Nunca he tenido afición por el riesgo, me cuesta mucho comprender la motivación de quienes, por simple gusto, se enredan en aventuras de final incierto y huyo de cualquier situación que mezcle susto, sorpresa y adrenalina.
Las atracciones de feria son una auténtica pesadilla, me horrorizan todas y soy incapaz de pasar por ese trago pese a los ruegos, presiones y chantajes a los que me somete el núcleo familiar cuando llega la época temida.
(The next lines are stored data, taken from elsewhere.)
use serde::{Deserialize, Deserializer};

/// A field of a partial-update payload.
///
/// Distinguishes a key that was left out of the request body (`Missing`) from one
/// sent as `null` (`Null`) and one sent with a value. Fields using it must be
/// annotated with `#[serde(default)]` so that absent keys become `Missing`.
#[derive(Debug, Clone, Default, PartialEq, Eq)]
pub enum Patch<T> {
    #[default]
    Missing,
    Null,
    Value(T),
}

impl<T> Patch<T> {
    pub fn is_missing(&self) -> bool {
        matches!(self, Patch::Missing)
    }

    pub fn is_null(&self) -> bool {
        matches!(self, Patch::Null)
    }

    /// The provided value, if any.
    pub fn value(&self) -> Option<&T> {
        match self {
            Patch::Value(value) => Some(value),
            _ => None,
        }
    }

    /// `None` when missing, `Some(None)` when explicitly cleared.
    pub fn into_option(self) -> Option<Option<T>> {
        match self {
            Patch::Missing => None,
            Patch::Null => Some(None),
            Patch::Value(value) => Some(Some(value)),
        }
    }
}

impl<'de, T> Deserialize<'de> for Patch<T>
where
    T: Deserialize<'de>,
{
    fn deserialize<D>(deserializer: D) -> Result<Self, D::Error>
    where
        D: Deserializer<'de>,
    {
        Option::<T>::deserialize(deserializer).map(|value| match value {
            Some(value) => Patch::Value(value),
            None => Patch::Null,
        })
    }
}
#![allow(dead_code, unused_macros)]

use dotenv::dotenv;
use sqlx::postgres::{PgPool, PgPoolOptions};
use uuid::Uuid;

/// Connects to `DATABASE_URL` and applies the migrations.
///
/// Returns `None` when no database is configured so the caller can skip.
/// Under `CI` a missing database is a failure instead.
pub async fn test_pool() -> Option<PgPool> {
    dotenv().ok();
    let Ok(database_url) = std::env::var("DATABASE_URL") else {
        assert!(
            std::env::var_os("CI").is_none(),
            "CI is set but DATABASE_URL is not: database tests would be skipped"
        );
        eprintln!("DATABASE_URL is not set, skipping database test");
        return None;
    };

    let pool = PgPoolOptions::new()
        .max_connections(5)
        .connect(&database_url)
        .await
        .expect("Failed to connect to test DB");
    taskify::db::migrate(&pool)
        .await
        .expect("Failed to run migrations");

    Some(pool)
}

/// List names are unique, so every test run gets its own.
pub fn unique_name(prefix: &str) -> String {
    format!("{} {}", prefix, Uuid::new_v4())
}

pub async fn count_lists_named(pool: &PgPool, name: &str) -> i64 {
    sqlx::query_scalar::<_, i64>("SELECT COUNT(*) FROM lists WHERE name = $1")
        .bind(name)
        .fetch_one(pool)
        .await
        .expect("count lists")
}

pub async fn count_tasks_in_list(pool: &PgPool, list_id: i32) -> i64 {
    sqlx::query_scalar::<_, i64>("SELECT COUNT(*) FROM tasks WHERE list_id = $1")
        .bind(list_id)
        .fetch_one(pool)
        .await
        .expect("count tasks")
}

/// Builds the application the way `main` does, minus the logger.
macro_rules! test_app {
    ($pool:expr) => {
        actix_web::test::init_service(
            actix_web::App::new()
                .app_data(actix_web::web::Data::new($pool.clone()))
                .wrap(actix_web::middleware::NormalizePath::trim())
                .wrap(taskify::cors())
                .configure(taskify::routes::config),
        )
        .await
    };
}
Igual me pasa cuando me enfrento a esos altísimos toboganes acuáticos a los que a veces me veo obligada a subir como adulta acompañante, que no responsable. Empiezo a temblar ya desde la fila y una vez arriba, a punto de lanzarme, me encomiendo a todos los santos con la esperanza de que justo en el último instante un rayo divino paralice toda la actividad del parque.
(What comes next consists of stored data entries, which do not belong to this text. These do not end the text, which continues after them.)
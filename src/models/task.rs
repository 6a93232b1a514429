use std::borrow::Cow;

use chrono::{DateTime, Utc};
use serde::{Deserialize, Serialize};
use sqlx::FromRow;
use validator::{Validate, ValidationError, ValidationErrors};

use super::patch::Patch;
use super::timestamp::{deserialize_optional_timestamp, deserialize_patch_timestamp};

pub const TEXT_MAX_LEN: usize = 500;
pub const ASSIGNEE_MAX_LEN: usize = 100;

/// Input structure for creating a task.
/// `completed`, `dueDate` and `assignedTo` always start unset.
#[derive(Debug, Serialize, Deserialize, Validate)]
pub struct TaskCreate {
    /// The task text. Must be between 1 and 500 characters.
    #[validate(length(min = 1, max = 500))]
    pub text: String,

    /// The list that will own the task. It must exist.
    pub list_id: i32,

    #[serde(rename = "isImportant", default)]
    pub is_important: bool,

    #[serde(rename = "myDay", default)]
    pub my_day: bool,
}

/// Sparse update of a task. Only the fields present in the request body change.
///
/// `dueDate` and `assignedTo` accept `null` to clear the stored value; every other
/// field rejects `null` during validation.
#[derive(Debug, Default, Deserialize)]
pub struct TaskUpdate {
    #[serde(default)]
    pub text: Patch<String>,
    #[serde(default)]
    pub completed: Patch<bool>,
    #[serde(rename = "isImportant", default)]
    pub is_important: Patch<bool>,
    #[serde(rename = "myDay", default)]
    pub my_day: Patch<bool>,
    /// Any ISO-8601 date or date-time; naive values are read as UTC.
    #[serde(
        rename = "dueDate",
        default,
        deserialize_with = "deserialize_patch_timestamp"
    )]
    pub due_date: Patch<DateTime<Utc>>,
    #[serde(rename = "assignedTo", default)]
    pub assigned_to: Patch<String>,
    #[serde(default)]
    pub list_id: Patch<i32>,
}

impl TaskUpdate {
    /// True when the payload carries no field at all.
    pub fn is_empty(&self) -> bool {
        self.text.is_missing()
            && self.completed.is_missing()
            && self.is_important.is_missing()
            && self.my_day.is_missing()
            && self.due_date.is_missing()
            && self.assigned_to.is_missing()
            && self.list_id.is_missing()
    }
}

impl Validate for TaskUpdate {
    fn validate(&self) -> Result<(), ValidationErrors> {
        let mut errors = ValidationErrors::new();

        match &self.text {
            Patch::Null => errors.add("text", not_nullable()),
            Patch::Value(text) => {
                let len = text.chars().count();
                if len == 0 || len > TEXT_MAX_LEN {
                    errors.add("text", length_error(1, TEXT_MAX_LEN));
                }
            }
            Patch::Missing => {}
        }

        if let Patch::Value(assignee) = &self.assigned_to {
            if assignee.chars().count() > ASSIGNEE_MAX_LEN {
                errors.add("assignedTo", length_error(0, ASSIGNEE_MAX_LEN));
            }
        }

        if self.completed.is_null() {
            errors.add("completed", not_nullable());
        }
        if self.is_important.is_null() {
            errors.add("isImportant", not_nullable());
        }
        if self.my_day.is_null() {
            errors.add("myDay", not_nullable());
        }
        if self.list_id.is_null() {
            errors.add("list_id", not_nullable());
        }

        if errors.is_empty() {
            Ok(())
        } else {
            Err(errors)
        }
    }
}

fn not_nullable() -> ValidationError {
    let mut error = ValidationError::new("null");
    error.message = Some(Cow::from("may be omitted but not set to null"));
    error
}

fn length_error(min: usize, max: usize) -> ValidationError {
    let mut error = ValidationError::new("length");
    error.add_param(Cow::from("min"), &min);
    error.add_param(Cow::from("max"), &max);
    error.message = Some(Cow::from(format!(
        "must be between {} and {} characters",
        min, max
    )));
    error
}

/// Represents a task entity as stored in the database and returned by the API.
#[derive(Debug, Clone, PartialEq, Serialize, Deserialize, FromRow)]
pub struct Task {
    pub id: i32,
    pub text: String,
    pub completed: bool,
    #[serde(rename = "isImportant")]
    pub is_important: bool,
    /// Marks inclusion in the "My Day" smart view.
    #[serde(rename = "myDay")]
    pub my_day: bool,
    #[serde(rename = "dueDate")]
    pub due_date: Option<DateTime<Utc>>,
    /// Free-text assignee name.
    #[serde(rename = "assignedTo")]
    pub assigned_to: Option<String>,
    pub list_id: i32,
    pub created_at: DateTime<Utc>,
    /// `None` until the task is first updated.
    pub updated_at: Option<DateTime<Utc>>,
}

/// Smart view filters for listing tasks across lists. All filters are optional and
/// combined with AND.
#[derive(Debug, Default, Serialize, Deserialize)]
pub struct TaskQuery {
    pub list_id: Option<i32>,
    pub completed: Option<bool>,
    #[serde(rename = "isImportant")]
    pub is_important: Option<bool>,
    #[serde(rename = "myDay")]
    pub my_day: Option<bool>,
    /// Only tasks due strictly before this instant.
    #[serde(default, deserialize_with = "deserialize_optional_timestamp")]
    pub due_before: Option<DateTime<Utc>>,
    /// Only tasks due at or after this instant.
    #[serde(default, deserialize_with = "deserialize_optional_timestamp")]
    pub due_after: Option<DateTime<Utc>>,
}

#[cfg(test)]
mod tests {
    use super::*;
    use chrono::TimeZone;
    use pretty_assertions::assert_eq;

    #[test]
    fn test_task_create_defaults() {
        let input: TaskCreate =
            serde_json::from_str(r#"{"text": "Buy milk", "list_id": 3, "myDay": true}"#).unwrap();

        assert_eq!(input.text, "Buy milk");
        assert_eq!(input.list_id, 3);
        assert!(input.my_day);
        assert!(!input.is_important);
        assert!(input.validate().is_ok());
    }

    #[test]
    fn test_task_create_validation() {
        let empty = TaskCreate {
            text: "".to_string(),
            list_id: 1,
            is_important: false,
            my_day: false,
        };
        assert!(empty.validate().is_err());

        let too_long = TaskCreate {
            text: "a".repeat(TEXT_MAX_LEN + 1),
            list_id: 1,
            is_important: false,
            my_day: false,
        };
        let err = too_long.validate().unwrap_err();
        assert!(err.field_errors().contains_key("text"));
    }

    #[test]
    fn test_task_create_requires_list_id() {
        let result: Result<TaskCreate, _> = serde_json::from_str(r#"{"text": "Orphan"}"#);
        assert!(result.is_err());
    }

    #[test]
    fn test_task_update_tracks_presence() {
        let update: TaskUpdate = serde_json::from_str(r#"{"completed": true}"#).unwrap();

        assert_eq!(update.completed, Patch::Value(true));
        assert!(update.text.is_missing());
        assert!(update.is_important.is_missing());
        assert!(update.my_day.is_missing());
        assert!(update.due_date.is_missing());
        assert!(update.assigned_to.is_missing());
        assert!(update.list_id.is_missing());
        assert!(!update.is_empty());
        assert!(update.validate().is_ok());
    }

    #[test]
    fn test_task_update_explicit_false_is_a_value() {
        let update: TaskUpdate = serde_json::from_str(r#"{"isImportant": false}"#).unwrap();
        assert_eq!(update.is_important, Patch::Value(false));
    }

    #[test]
    fn test_task_update_clears_nullable_fields() {
        let update: TaskUpdate =
            serde_json::from_str(r#"{"dueDate": null, "assignedTo": null}"#).unwrap();

        assert!(update.due_date.is_null());
        assert!(update.assigned_to.is_null());
        assert!(update.validate().is_ok());
    }

    #[test]
    fn test_task_update_rejects_null_for_required_fields() {
        let update: TaskUpdate =
            serde_json::from_str(r#"{"text": null, "completed": null, "list_id": null}"#)
                .unwrap();
        let errors = update.validate().unwrap_err();
        let fields = errors.field_errors();

        assert!(fields.contains_key("text"));
        assert!(fields.contains_key("completed"));
        assert!(fields.contains_key("list_id"));
    }

    #[test]
    fn test_task_update_length_limits() {
        let update: TaskUpdate = serde_json::from_value(serde_json::json!({
            "text": "",
            "assignedTo": "b".repeat(ASSIGNEE_MAX_LEN + 1),
        }))
        .unwrap();
        let errors = update.validate().unwrap_err();
        let fields = errors.field_errors();

        assert!(fields.contains_key("text"));
        assert!(fields.contains_key("assignedTo"));
    }

    #[test]
    fn test_task_update_due_date_forms() {
        let midnight = Utc.with_ymd_and_hms(2030, 5, 17, 0, 0, 0).unwrap();
        let morning = Utc.with_ymd_and_hms(2030, 5, 17, 9, 30, 0).unwrap();

        for (raw, expected) in [
            ("2030-05-17", midnight),
            ("2030-05-17T09:30:00", morning),
            ("2030-05-17T09:30:00Z", morning),
        ] {
            let update: TaskUpdate =
                serde_json::from_value(serde_json::json!({ "dueDate": raw })).unwrap();
            assert_eq!(update.due_date, Patch::Value(expected), "{}", raw);
        }

        let update: TaskUpdate = serde_json::from_str("{}").unwrap();
        assert!(update.due_date.is_missing());
        assert!(serde_json::from_str::<TaskUpdate>(r#"{"dueDate": "tomorrow"}"#).is_err());
    }

    #[test]
    fn test_task_query_due_bounds() {
        let query =
            actix_web::web::Query::<TaskQuery>::from_query("due_before=2030-05-17&myDay=true")
                .unwrap()
                .into_inner();

        assert_eq!(
            query.due_before,
            Some(Utc.with_ymd_and_hms(2030, 5, 17, 0, 0, 0).unwrap())
        );
        assert_eq!(query.due_after, None);
        assert_eq!(query.my_day, Some(true));
    }

    #[test]
    fn test_empty_update() {
        let update: TaskUpdate = serde_json::from_str("{}").unwrap();
        assert!(update.is_empty());
        assert!(update.validate().is_ok());
    }

    #[test]
    fn test_task_json_field_names() {
        let task = Task {
            id: 1,
            text: "Buy milk".into(),
            completed: false,
            is_important: true,
            my_day: true,
            due_date: None,
            assigned_to: Some("Sam".into()),
            list_id: 2,
            created_at: Utc::now(),
            updated_at: None,
        };
        let json = serde_json::to_value(&task).unwrap();

        assert_eq!(json["isImportant"], true);
        assert_eq!(json["myDay"], true);
        assert_eq!(json["assignedTo"], "Sam");
        assert_eq!(json["list_id"], 2);
        assert!(json["dueDate"].is_null());
        assert!(json.get("is_important").is_none());
    }
}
Podría decirse, por tanto, que soy una persona plana, aburrida, sosa… miedica, vaya. Hay quien me lo recrimina creyendo que voy a picarme y que me lanzaré a vencer esos miedos que me paralizan. A mí me da igual. Lo único que me preocupa es escapar de todas esas situaciones lo más entera posible, con el corazón latiendo a su ritmo normal, sin aspavientos ni pérdida de control.
La edad ha acentuado este rasgo de mi carácter porque recuerdo que de cría me apuntaba a todo, a regañadientes, pero siempre iba. Ahora no. Ni que me paguen. Ahora lo que me gusta es pensar, estúpidamente, que mi vida va a transcurrir sin sobresaltos porque yo hago todo lo que debo. Eso me da tranquilidad y ahuyenta los pensamientos catastróficos, que me asaltan bastante a menudo precisamente porque soy una cagueta.
Pero ha sucedido algo. Ha habido un cambio que, honestamente, tengo que decir que no he propiciado yo. Digamos que me han empujado un poquito. Alguien que me quiere y a quien a veces desespera esta forma de ser que tengo me ha sacudido y, con bastante más paciencia de la que quizás merezco, me ha llevado de la mano a tomar una decisión necesaria pero a la que yo me resistía por aquello de no quebrar el status quo al que me aferro normalmente.
Ahora que el suelo que piso es de lo más inestable y que vivo un día tras otro en un veremos qué pasa, sin saber bien cómo va a acabar esto, debo reconocer que estoy ilusionada, con muchas ganas de hacer cosas nuevas y con una euforia interior que me va convenciendo de que los cambios y los riesgos no van a provocarme la muerte instantánea. De ahí a subirme en una montaña rusa, el pulpo o la barca vikinga va un mundo pero ya empiezo a ver el dichoso tobogán como un reto asequible.